Sustainable, Ethical and ESG Fund Approaches

Sustainable, ethical and ESG fund ‘approaches’ 

Sustainable, responsible and ethical investment strategies vary significantly.  Fund managers can respond to the issues they have chosen to consider with different ‘approaches’.

Some approaches significantly alter where a fund invests, others do not – all are sustainability related approaches are implemented alongside financial considerations.  These are typically described in ‘policies’ which form part of a fund’s investment strategy.

Funds typically apply one or more of the following three approaches:

Positive asset selection – supporting companies (or other assets) that are doing positive, beneficial or desirable things – by investing in them

  • This is a key feature of themed or positively screened investments. Such investments tend to focus on certain business areas or activities that they wish to support or benefit from. Decisions of this kind are normally made with the help of specialist researchers who help fund managers to identify whether or not a company fits the criteria they are looking for. Such strategies are likely to direct investment towards particular types of companies, often with the aim of supporting the delivery of positive real world benefits.
  • Some funds that focus on positive asset selection are referred to as impact investments. These funds are required to measure positive outcomes. (Note – all investments have an impact).

Avoiding companies (or other assets) that do things the fund has committed to exclude – by not investing in them

  • This is a key feature of negatively screened ethical investment. Negatively screened ethical funds avoid investment in specified business activities or industries. Funds of this type typically have a list of exclusions and assess companies against a range of social, ethical and/or environmental criteria in order to decide whether or not a company is potentially acceptable as an investment.

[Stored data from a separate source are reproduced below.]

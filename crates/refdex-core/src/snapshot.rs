//! Serialized index snapshots.
//!
//! A [`Snapshot`] wraps an [`Index`] with build metadata and is encoded as
//! JSON. This module only deals in bytes; writing the file atomically is
//! the caller's job.

use chrono::{DateTime, Utc};
use serde::{Deserialize, Serialize};
use uuid::Uuid;

use crate::error::{Error, Result};
use crate::index::Index;

/// Current on-disk format version.
pub const FORMAT_VERSION: u32 = 1;

/// An index plus the metadata of the build that produced it.
#[derive(Debug, Clone, PartialEq, Serialize, Deserialize)]
pub struct Snapshot {
    pub format_version: u32,
    /// Unique id of the build (UUID v4).
    pub build_id: String,
    pub built_at: DateTime<Utc>,
    /// Corpus root the index was built from, as given on the command line.
    pub source_root: String,
    /// Documents left out of the index because they failed to segment.
    #[serde(default)]
    pub skipped: Vec<SkippedDocument>,
    pub index: Index,
}

/// A document that was skipped during a build.
#[derive(Debug, Clone, PartialEq, Eq, Serialize, Deserialize)]
pub struct SkippedDocument {
    pub path: String,
    pub line: usize,
    pub message: String,
}

impl SkippedDocument {
    /// Record a build-time document error. Returns `None` for errors that
    /// are not tied to a document.
    pub fn from_error(err: &Error) -> Option<Self> {
        match err {
            Error::MalformedDocument { path, line } => Some(Self {
                path: path.clone(),
                line: *line,
                message: err.to_string(),
            }),
            _ => None,
        }
    }
}

#[derive(Deserialize)]
struct Header {
    format_version: u32,
}

impl Snapshot {
    pub fn new(source_root: impl Into<String>, index: Index, skipped: Vec<SkippedDocument>) -> Self {
        Self {
            format_version: FORMAT_VERSION,
            build_id: Uuid::new_v4().to_string(),
            built_at: Utc::now(),
            source_root: source_root.into(),
            skipped,
            index,
        }
    }

    pub fn to_json(&self) -> Result<Vec<u8>> {
        Ok(serde_json::to_vec(self)?)
    }

    /// Decode a snapshot, rejecting unknown format versions before the
    /// (much larger) index body is parsed.
    pub fn from_json(bytes: &[u8]) -> Result<Self> {
        let header: Header = serde_json::from_slice(bytes)?;
        if header.format_version != FORMAT_VERSION {
            return Err(Error::UnsupportedFormat {
                found: header.format_version,
                expected: FORMAT_VERSION,
            });
        }
        Ok(serde_json::from_slice(bytes)?)
    }
}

This reduces the number of companies a fund can invest in – although the extent to which this is the case varies significantly.

Stewardship – encouraging higher environmental, social, and governance standards through responsible ownership activities

  • Engagement – also known as ‘stewardship’  is different from other SRI approaches as it is about the relationship an investment organisation has with the assets they hold – or could hold – rather than relating directly to buy/sell decisions. Engagement activity primarily  involves using dialogue, voting and other forms of responsible shareholder activity – such as shareholder resolutions or withholding capital.
  • Engagement / stewardship strategies may apply to individual specific funds or across all assets held by a fund management entity.
  • Engagement / stewardship activity can take a long while to succeed and is typically reported on annually by managers (in varying levels of detail).
  • Investment companies may describe their ongoing stewardship / engagement processes in an ‘escalation plan’.
  • Engagement / stewardship activity may or may not lead to the exclusion of assets.
  • Many investors now publish ‘escalation strategies’.

 

Managing ESG risk

It is increasingly common for investors to aim to manage environmental, social and governance risks as these are increasingly likely to impact financial performance (also known as ‘materiality’).

 

In summary

Funds combine these issues in many different ways when responding to environmental and social issues.

The filter options on the FundEcoMarket tool will help you to recognise and understand individual fund strategies.